How to withdraw funds from PPF or even close the account prematurely
Subscribe to enjoy similar stories. While the Public Provident Fund (PPF) has lost some of its sheen over the years as interest rates have slipped gradually — 7.1% at present — several investors still prefer it given the tax benefits it offers, the safety of government backing and stability as a debt investment. Although the PPF has a 15-year maturity, there are rules and conditions for the withdrawal of funds from the account before maturity.

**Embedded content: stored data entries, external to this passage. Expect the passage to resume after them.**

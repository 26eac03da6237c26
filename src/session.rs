//! Shared session state: one cancellation token and the steady-state
//! pipeline counters.
//!
//! Every shutdown trigger (signal, byte limit, JACK shutdown callback,
//! interactive quit) converges on `Session::cancel`; actual teardown
//! happens on the main task once it observes the token.

use std::sync::atomic::{AtomicU64, Ordering};

use tokio_util::sync::CancellationToken;

/// Process-wide cancellation handle. Cloning is cheap; all clones
/// observe the same token.
#[derive(Clone)]
pub struct Session {
    token: CancellationToken,
}

impl Session {
    pub fn new() -> Self {
        Self {
            token: CancellationToken::new(),
        }
    }

    /// Idempotent. Safe to call from any thread, including the JACK
    /// callbacks (it is a plain atomic store plus waker wakeups).
    pub fn cancel(&self) {
        self.token.cancel();
    }

    pub fn is_cancelled(&self) -> bool {
        self.token.is_cancelled()
    }

    /// Resolves once the session has been cancelled.
    pub async fn cancelled(&self) {
        self.token.cancelled().await
    }
}

impl Default for Session {
    fn default() -> Self {
        Self::new()
    }
}

/// Counters shared between the capture thread, the render callback and
/// the periodic stats log. Overruns and underruns are explicit,
/// counted, non-fatal conditions.
#[derive(Debug, Default)]
pub struct PipelineStats {
    pub bytes_captured: AtomicU64,
    pub bytes_queued: AtomicU64,
    pub bytes_dropped: AtomicU64,
    pub overruns: AtomicU64,
    pub underruns: AtomicU64,
}

impl PipelineStats {
    pub fn record_captured(&self, bytes: u64) {
        self.bytes_captured.fetch_add(bytes, Ordering::Relaxed);
    }

    pub fn record_queued(&self, bytes: u64) {
        self.bytes_queued.fetch_add(bytes, Ordering::Relaxed);
    }

    /// Producer-side drop: the decimated chunk did not fit the ring.
    pub fn record_overrun(&self, dropped: u64) {
        self.overruns.fetch_add(1, Ordering::Relaxed);
        self.bytes_dropped.fetch_add(dropped, Ordering::Relaxed);
    }

    /// Consumer-side silence substitution.
    pub fn record_underrun(&self) {
        self.underruns.fetch_add(1, Ordering::Relaxed);
    }

    pub fn get_captured(&self) -> u64 {
        self.bytes_captured.load(Ordering::Relaxed)
    }

    pub fn get_queued(&self) -> u64 {
        self.bytes_queued.load(Ordering::Relaxed)
    }

    pub fn get_dropped(&self) -> u64 {
        self.bytes_dropped.load(Ordering::Relaxed)
    }

    pub fn get_overruns(&self) -> u64 {
        self.overruns.load(Ordering::Relaxed)
    }

    pub fn get_underruns(&self) -> u64 {
        self.underruns.load(Ordering::Relaxed)
    }
}
//! Interactive retune channel: one command per stdin line.
//!
//! A line is either the literal `quit` or a new tuning frequency
//! (suffix-aware, like the `-f` flag). The read is cancellable so an
//! external shutdown never leaves this task blocked on input.

use thiserror::Error;
use tokio::io::{AsyncBufReadExt, BufReader};
use tracing::{info, warn};

use crate::config::parse_frequency;
use crate::sdr::Tuner;
use crate::session::Session;

#[derive(Debug, Error, PartialEq, Eq)]
pub enum CommandError {
    #[error("not a frequency or 'quit': '{0}'")]
    InvalidFrequency(String),
}

#[derive(Debug, Clone, Copy, PartialEq, Eq)]
pub enum Command {
    Retune(u32),
    Quit,
}

pub fn parse_command(line: &str) -> Result<Command, CommandError> {
    let line = line.trim();
    if line.starts_with("quit") {
        return Ok(Command::Quit);
    }
    match parse_frequency(line) {
        Ok(freq) if freq != 0 => Ok(Command::Retune(freq)),
        _ => Err(CommandError::InvalidFrequency(line.to_string())),
    }
}

/// Run the stdin command loop until quit, EOF or session cancellation.
pub async fn run(session: Session, tuner: Tuner) {
    let mut lines = BufReader::new(tokio::io::stdin()).lines();

    loop {
        tokio::select! {
            _ = session.cancelled() => break,
            line = lines.next_line() => match line {
                Ok(Some(line)) => {
                    if line.trim().is_empty() {
                        continue;
                    }
                    match parse_command(&line) {
                        Ok(Command::Quit) => {
                            info!("quit requested");
                            session.cancel();
                            break;
                        }
                        Ok(Command::Retune(freq)) => {
                            info!("retune requested: {} Hz", freq);
                            tuner.retune(freq);
                        }
                        Err(e) => warn!("{}", e),
                    }
                }
                // stdin closed; the session keeps running on signals
                Ok(None) => break,
                Err(e) => {
                    warn!("stdin read error: {}", e);
                    break;
                }
            }
        }
    }
}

To be eligible for a loan against PPF, you need to wait for the completion of one full financial year from the end of the financial year in which the account was opened. Effectively, you can take a loan against PPF from the beginning of third financial year. The limit for a loan is 25% of the balance at the end of second preceding financial year from the year in which the loan application is made.
So, if you plan to take a loan on 31 March 2025, the limit would be 25% of the balance at the end of 31 March 2023. The loan window is available only for five financial years from the end of the year in which you opened the account. After this, you don’t need a loan because partial withdrawals can be made from your PPF account.
More on that later. On the loan front, the interest rate charged is the PPF rate + 1%. The loan can be repaid within 36 months.
After the principal is fully paid (in instalments or as a lumpsum), the borrower can pay the remaining interest in not more than two instalments. If the loan is not repaid within 36 months, the interest rate is revised to the PPF rate + 6%. If the principal is repaid within 36 months and interest is still due, the outstanding interest can be recovered from the PPF account.